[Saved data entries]
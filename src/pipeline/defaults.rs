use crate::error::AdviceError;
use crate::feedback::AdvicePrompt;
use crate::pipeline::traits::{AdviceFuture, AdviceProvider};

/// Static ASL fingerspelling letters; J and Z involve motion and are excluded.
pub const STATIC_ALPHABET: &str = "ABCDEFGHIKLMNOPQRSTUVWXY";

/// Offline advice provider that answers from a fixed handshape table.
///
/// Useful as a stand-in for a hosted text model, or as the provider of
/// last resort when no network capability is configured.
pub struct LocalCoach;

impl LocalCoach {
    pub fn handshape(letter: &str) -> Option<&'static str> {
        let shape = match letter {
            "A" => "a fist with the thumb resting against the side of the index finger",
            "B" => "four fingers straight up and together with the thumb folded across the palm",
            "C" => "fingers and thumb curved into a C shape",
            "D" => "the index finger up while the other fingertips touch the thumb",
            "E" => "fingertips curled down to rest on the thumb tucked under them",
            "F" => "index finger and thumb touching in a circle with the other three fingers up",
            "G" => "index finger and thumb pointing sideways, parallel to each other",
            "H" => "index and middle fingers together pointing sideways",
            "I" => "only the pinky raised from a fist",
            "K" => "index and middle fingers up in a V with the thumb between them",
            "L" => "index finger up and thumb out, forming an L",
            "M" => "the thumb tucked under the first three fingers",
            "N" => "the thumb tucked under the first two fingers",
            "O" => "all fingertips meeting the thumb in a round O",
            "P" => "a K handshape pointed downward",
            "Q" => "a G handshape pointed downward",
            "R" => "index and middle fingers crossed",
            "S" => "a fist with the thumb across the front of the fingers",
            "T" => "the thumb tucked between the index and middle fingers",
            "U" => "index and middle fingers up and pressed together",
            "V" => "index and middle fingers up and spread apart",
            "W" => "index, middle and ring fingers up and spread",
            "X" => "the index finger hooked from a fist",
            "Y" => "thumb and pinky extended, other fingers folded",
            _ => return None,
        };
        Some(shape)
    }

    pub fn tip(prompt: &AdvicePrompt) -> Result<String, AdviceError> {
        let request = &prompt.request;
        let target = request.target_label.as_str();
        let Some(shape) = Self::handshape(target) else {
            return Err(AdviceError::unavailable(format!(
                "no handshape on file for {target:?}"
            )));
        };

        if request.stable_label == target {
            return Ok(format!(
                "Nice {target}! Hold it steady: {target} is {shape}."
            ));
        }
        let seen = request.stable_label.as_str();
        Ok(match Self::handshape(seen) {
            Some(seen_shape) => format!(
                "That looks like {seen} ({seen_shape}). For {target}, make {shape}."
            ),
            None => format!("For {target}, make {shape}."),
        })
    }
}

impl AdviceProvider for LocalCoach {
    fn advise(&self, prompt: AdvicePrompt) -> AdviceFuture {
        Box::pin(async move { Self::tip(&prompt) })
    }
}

==

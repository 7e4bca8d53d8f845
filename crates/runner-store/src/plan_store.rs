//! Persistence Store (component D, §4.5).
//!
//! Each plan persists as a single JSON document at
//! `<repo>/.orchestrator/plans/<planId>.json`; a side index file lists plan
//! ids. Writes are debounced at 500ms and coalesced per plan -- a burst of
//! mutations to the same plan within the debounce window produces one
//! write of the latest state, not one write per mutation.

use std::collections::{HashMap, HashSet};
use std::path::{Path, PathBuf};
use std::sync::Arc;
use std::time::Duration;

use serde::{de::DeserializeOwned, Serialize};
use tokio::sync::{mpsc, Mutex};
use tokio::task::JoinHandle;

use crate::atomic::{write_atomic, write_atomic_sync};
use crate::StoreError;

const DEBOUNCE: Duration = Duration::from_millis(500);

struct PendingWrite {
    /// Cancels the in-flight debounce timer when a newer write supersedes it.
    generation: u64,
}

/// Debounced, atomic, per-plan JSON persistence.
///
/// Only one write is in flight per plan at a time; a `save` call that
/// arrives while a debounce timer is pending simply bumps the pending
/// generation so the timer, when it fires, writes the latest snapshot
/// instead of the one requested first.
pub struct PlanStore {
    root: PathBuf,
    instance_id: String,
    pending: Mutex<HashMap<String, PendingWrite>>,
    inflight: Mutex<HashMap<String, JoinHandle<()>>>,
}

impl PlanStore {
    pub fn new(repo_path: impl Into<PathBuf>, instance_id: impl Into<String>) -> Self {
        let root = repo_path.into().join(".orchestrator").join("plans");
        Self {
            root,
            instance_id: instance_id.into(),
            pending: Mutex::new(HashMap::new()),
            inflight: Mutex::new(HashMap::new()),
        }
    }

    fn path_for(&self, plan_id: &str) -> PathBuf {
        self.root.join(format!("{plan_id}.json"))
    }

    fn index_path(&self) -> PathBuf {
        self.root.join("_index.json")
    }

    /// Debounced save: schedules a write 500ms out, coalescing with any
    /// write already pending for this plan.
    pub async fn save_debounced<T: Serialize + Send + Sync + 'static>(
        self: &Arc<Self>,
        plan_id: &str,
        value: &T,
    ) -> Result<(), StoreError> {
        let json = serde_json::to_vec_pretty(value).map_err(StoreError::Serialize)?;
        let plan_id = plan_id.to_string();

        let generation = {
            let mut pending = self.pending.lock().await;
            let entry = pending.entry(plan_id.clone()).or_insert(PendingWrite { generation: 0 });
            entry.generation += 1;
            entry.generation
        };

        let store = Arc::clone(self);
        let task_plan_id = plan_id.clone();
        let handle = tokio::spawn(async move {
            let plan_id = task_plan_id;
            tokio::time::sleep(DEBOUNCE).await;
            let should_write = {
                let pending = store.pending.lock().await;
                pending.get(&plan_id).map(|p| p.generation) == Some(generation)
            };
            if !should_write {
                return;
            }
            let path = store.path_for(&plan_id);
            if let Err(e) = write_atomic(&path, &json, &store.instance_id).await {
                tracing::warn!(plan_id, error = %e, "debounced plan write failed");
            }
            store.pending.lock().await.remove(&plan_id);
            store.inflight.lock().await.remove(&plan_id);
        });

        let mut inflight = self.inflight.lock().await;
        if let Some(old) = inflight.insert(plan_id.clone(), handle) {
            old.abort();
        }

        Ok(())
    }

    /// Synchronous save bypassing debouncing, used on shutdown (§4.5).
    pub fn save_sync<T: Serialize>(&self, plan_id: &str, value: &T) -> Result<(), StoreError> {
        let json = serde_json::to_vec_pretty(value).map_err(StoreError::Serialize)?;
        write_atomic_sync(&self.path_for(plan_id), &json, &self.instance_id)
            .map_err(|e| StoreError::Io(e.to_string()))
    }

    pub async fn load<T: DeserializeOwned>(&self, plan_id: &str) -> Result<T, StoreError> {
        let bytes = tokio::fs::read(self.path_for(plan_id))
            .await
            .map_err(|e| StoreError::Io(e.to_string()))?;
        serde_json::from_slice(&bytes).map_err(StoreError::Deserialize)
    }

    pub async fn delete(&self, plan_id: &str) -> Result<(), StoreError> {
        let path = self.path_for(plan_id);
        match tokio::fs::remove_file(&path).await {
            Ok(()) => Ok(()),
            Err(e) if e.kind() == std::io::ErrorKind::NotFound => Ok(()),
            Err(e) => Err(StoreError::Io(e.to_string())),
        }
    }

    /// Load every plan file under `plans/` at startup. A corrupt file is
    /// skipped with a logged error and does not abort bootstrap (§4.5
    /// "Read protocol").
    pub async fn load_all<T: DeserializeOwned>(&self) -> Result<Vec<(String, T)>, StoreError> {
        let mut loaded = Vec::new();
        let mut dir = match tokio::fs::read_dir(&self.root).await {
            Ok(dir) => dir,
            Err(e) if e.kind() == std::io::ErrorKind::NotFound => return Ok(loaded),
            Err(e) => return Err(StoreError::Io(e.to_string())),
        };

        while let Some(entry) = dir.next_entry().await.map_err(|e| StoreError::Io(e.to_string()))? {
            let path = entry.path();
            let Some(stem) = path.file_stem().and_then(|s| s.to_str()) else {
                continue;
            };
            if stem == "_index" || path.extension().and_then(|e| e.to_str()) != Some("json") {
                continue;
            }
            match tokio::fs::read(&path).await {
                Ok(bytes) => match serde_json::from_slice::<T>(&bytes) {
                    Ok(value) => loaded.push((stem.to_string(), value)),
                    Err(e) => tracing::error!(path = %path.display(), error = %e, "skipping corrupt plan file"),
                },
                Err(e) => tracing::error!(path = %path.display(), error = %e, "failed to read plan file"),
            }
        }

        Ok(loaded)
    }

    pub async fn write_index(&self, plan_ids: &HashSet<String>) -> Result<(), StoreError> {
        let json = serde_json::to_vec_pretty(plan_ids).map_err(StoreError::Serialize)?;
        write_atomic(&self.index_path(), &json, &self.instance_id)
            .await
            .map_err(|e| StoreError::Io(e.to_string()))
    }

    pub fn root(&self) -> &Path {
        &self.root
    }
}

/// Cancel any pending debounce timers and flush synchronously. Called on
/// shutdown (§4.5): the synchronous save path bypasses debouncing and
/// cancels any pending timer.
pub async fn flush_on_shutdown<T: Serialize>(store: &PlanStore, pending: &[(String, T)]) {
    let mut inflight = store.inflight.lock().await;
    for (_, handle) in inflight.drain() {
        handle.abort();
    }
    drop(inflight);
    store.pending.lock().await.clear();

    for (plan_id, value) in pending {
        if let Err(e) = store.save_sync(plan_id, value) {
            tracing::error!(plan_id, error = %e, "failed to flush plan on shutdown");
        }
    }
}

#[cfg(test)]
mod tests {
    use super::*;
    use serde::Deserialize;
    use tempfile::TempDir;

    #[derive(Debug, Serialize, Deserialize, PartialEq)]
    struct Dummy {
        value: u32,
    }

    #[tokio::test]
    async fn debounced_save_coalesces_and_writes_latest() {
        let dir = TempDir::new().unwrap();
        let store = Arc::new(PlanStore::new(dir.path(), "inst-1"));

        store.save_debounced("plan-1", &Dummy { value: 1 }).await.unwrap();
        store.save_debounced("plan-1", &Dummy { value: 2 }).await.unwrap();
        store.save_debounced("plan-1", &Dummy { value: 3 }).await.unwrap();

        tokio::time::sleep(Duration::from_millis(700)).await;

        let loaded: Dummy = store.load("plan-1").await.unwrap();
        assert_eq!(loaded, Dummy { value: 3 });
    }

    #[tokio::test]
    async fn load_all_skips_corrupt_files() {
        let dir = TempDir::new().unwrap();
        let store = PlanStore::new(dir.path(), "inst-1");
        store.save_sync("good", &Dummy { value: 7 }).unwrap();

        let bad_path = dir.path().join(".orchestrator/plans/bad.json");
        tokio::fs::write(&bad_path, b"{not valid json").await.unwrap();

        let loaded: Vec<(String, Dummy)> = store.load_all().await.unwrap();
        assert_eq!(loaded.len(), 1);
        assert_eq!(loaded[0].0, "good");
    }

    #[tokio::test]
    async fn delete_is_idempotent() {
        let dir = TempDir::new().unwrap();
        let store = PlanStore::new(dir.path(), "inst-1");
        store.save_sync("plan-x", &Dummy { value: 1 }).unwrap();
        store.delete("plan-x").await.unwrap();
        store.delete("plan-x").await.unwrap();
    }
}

==

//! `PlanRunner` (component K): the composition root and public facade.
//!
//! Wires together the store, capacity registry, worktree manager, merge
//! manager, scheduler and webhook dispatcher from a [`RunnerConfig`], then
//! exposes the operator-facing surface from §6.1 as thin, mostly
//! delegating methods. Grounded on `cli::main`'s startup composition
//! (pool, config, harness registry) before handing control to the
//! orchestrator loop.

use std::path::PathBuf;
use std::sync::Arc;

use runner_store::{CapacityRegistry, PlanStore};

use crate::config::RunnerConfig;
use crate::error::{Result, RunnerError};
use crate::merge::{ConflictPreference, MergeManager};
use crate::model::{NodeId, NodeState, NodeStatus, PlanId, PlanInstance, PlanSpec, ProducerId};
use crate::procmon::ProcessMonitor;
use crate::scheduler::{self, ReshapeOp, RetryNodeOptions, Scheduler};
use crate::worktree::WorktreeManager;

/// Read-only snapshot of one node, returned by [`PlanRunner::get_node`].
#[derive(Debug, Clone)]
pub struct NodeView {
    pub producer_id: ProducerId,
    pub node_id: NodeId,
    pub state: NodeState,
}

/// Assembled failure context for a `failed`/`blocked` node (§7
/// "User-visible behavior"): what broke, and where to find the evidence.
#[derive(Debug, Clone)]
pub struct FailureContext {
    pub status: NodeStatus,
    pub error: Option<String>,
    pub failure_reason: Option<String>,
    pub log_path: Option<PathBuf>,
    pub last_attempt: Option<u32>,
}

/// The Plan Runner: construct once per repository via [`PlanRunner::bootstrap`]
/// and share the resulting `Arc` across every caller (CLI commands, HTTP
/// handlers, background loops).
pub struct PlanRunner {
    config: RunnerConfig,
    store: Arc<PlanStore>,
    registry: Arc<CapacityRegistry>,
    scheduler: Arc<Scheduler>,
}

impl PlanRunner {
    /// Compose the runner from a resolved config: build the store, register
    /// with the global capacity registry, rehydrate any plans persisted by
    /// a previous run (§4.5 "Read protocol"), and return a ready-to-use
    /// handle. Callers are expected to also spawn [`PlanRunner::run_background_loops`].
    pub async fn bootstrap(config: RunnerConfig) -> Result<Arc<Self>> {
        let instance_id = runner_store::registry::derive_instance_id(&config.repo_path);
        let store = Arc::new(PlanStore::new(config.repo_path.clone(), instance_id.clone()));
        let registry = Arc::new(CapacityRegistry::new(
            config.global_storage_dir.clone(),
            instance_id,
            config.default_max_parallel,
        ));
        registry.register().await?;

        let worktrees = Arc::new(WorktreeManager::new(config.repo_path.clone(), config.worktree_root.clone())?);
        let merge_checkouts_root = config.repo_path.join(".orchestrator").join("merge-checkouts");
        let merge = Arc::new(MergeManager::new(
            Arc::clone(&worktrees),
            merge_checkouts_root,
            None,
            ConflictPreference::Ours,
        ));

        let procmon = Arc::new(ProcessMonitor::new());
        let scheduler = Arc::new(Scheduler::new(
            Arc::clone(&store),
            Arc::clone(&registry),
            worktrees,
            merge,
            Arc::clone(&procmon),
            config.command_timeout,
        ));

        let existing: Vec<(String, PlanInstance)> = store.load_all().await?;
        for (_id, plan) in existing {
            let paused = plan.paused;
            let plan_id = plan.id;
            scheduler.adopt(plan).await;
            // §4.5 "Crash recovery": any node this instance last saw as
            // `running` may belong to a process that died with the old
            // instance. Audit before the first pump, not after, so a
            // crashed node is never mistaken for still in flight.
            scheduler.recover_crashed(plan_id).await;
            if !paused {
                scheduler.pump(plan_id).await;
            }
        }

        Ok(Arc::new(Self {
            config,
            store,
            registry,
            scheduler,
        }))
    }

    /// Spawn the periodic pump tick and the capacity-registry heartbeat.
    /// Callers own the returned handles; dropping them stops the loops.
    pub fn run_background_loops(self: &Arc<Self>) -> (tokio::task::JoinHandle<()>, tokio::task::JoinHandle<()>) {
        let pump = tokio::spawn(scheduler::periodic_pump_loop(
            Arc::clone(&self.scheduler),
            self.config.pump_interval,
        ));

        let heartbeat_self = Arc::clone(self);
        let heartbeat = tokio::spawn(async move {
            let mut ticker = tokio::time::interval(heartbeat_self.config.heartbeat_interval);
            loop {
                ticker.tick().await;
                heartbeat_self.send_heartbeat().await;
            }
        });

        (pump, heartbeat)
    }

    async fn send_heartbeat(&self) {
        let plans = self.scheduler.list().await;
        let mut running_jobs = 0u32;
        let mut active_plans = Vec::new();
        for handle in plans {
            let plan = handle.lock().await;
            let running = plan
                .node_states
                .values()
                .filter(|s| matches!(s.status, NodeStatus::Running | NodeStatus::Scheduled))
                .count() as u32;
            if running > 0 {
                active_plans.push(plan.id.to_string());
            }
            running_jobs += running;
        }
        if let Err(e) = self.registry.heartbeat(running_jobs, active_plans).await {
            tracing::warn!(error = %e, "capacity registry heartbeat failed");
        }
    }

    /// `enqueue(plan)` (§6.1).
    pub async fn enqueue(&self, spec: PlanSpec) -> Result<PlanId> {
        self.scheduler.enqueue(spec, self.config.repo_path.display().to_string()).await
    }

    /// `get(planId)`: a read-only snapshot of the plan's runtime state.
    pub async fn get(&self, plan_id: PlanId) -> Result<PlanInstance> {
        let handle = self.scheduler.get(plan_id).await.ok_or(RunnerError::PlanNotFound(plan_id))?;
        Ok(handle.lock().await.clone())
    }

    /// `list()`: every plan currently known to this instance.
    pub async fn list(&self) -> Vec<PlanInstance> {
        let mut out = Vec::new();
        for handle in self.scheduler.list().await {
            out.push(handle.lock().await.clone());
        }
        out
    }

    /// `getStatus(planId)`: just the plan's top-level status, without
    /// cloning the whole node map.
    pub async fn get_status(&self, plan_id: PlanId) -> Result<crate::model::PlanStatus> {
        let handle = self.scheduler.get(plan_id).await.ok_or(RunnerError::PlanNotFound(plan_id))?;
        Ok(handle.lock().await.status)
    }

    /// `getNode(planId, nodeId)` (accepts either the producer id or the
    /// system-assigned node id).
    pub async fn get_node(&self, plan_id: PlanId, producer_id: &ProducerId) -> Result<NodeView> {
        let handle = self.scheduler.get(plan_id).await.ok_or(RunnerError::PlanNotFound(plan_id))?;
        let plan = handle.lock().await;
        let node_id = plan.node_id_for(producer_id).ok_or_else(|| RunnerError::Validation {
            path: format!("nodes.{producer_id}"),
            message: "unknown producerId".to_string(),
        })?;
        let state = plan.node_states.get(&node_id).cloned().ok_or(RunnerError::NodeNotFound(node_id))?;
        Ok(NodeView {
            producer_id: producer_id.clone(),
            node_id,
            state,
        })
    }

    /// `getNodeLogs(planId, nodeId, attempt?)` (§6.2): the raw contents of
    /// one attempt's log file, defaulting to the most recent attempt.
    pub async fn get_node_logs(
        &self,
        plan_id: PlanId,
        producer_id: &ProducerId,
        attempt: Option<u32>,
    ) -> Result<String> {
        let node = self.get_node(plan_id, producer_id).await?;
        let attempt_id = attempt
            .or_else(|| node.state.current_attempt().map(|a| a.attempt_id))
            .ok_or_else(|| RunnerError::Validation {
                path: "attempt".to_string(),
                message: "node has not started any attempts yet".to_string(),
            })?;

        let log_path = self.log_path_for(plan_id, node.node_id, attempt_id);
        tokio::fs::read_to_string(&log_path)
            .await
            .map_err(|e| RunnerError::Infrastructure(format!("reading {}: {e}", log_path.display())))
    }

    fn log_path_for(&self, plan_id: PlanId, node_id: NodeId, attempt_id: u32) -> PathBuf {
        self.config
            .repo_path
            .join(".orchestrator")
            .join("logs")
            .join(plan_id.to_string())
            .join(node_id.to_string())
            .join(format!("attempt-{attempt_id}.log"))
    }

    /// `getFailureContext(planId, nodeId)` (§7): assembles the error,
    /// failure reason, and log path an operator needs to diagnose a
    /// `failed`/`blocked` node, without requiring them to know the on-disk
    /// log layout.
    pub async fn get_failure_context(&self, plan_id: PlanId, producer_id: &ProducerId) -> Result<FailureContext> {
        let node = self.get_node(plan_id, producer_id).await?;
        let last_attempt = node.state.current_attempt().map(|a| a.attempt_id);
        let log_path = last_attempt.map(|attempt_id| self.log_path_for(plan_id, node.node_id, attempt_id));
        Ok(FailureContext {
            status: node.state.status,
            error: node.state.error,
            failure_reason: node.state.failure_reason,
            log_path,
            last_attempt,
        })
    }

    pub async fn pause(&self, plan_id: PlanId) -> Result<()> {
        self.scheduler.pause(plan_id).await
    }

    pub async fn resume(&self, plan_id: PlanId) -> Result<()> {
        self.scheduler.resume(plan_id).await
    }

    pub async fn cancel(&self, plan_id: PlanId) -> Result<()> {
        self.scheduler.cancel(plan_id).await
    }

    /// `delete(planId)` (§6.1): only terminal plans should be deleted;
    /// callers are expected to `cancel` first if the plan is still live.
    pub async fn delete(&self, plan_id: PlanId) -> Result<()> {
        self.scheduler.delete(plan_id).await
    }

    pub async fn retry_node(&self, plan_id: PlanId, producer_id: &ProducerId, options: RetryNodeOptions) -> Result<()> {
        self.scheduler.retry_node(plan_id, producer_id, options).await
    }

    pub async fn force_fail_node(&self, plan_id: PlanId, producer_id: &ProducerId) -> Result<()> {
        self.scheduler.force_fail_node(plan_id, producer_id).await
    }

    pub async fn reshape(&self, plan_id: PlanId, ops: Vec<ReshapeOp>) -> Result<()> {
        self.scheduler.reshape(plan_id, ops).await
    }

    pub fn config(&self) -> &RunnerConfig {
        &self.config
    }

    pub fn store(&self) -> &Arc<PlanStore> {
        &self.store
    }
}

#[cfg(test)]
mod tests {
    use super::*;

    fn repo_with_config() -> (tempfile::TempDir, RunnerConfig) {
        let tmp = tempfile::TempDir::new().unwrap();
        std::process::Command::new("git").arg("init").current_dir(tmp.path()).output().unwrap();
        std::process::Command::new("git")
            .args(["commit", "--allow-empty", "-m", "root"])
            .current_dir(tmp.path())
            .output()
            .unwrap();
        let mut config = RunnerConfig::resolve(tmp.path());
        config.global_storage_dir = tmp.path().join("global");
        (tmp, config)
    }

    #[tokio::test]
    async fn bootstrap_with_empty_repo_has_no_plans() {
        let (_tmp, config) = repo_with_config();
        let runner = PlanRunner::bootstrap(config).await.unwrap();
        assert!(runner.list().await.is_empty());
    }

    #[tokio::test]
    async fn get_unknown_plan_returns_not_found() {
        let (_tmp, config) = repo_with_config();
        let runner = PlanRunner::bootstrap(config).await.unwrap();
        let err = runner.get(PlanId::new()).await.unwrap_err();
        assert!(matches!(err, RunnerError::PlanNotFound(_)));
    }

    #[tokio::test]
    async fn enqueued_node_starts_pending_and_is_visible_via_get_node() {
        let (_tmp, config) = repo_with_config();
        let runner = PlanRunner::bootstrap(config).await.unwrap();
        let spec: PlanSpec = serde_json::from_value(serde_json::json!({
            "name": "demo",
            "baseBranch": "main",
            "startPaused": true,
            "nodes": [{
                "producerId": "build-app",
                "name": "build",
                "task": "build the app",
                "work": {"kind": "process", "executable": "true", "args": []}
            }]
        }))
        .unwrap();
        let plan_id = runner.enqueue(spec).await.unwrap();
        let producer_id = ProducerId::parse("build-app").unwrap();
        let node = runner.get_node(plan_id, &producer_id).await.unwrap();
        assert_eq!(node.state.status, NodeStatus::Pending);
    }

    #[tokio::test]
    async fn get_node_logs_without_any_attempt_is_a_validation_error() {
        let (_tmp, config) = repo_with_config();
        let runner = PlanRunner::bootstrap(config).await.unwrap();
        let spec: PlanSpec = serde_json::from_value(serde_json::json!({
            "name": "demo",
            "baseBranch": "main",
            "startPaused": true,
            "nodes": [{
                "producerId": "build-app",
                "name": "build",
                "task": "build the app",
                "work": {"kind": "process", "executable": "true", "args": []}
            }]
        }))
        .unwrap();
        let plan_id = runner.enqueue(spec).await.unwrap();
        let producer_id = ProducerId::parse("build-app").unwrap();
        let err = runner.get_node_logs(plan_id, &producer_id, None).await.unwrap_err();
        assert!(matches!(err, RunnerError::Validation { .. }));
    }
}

Action item: Show me every line in the data above that includes "tucked".

Answer area:
            "E" => "fingertips curled down to rest on the thumb tucked under them",
            "M" => "the thumb tucked under the first three fingers",
            "N" => "the thumb tucked under the first two fingers",
            "T" => "the thumb tucked between the index and middle fingers",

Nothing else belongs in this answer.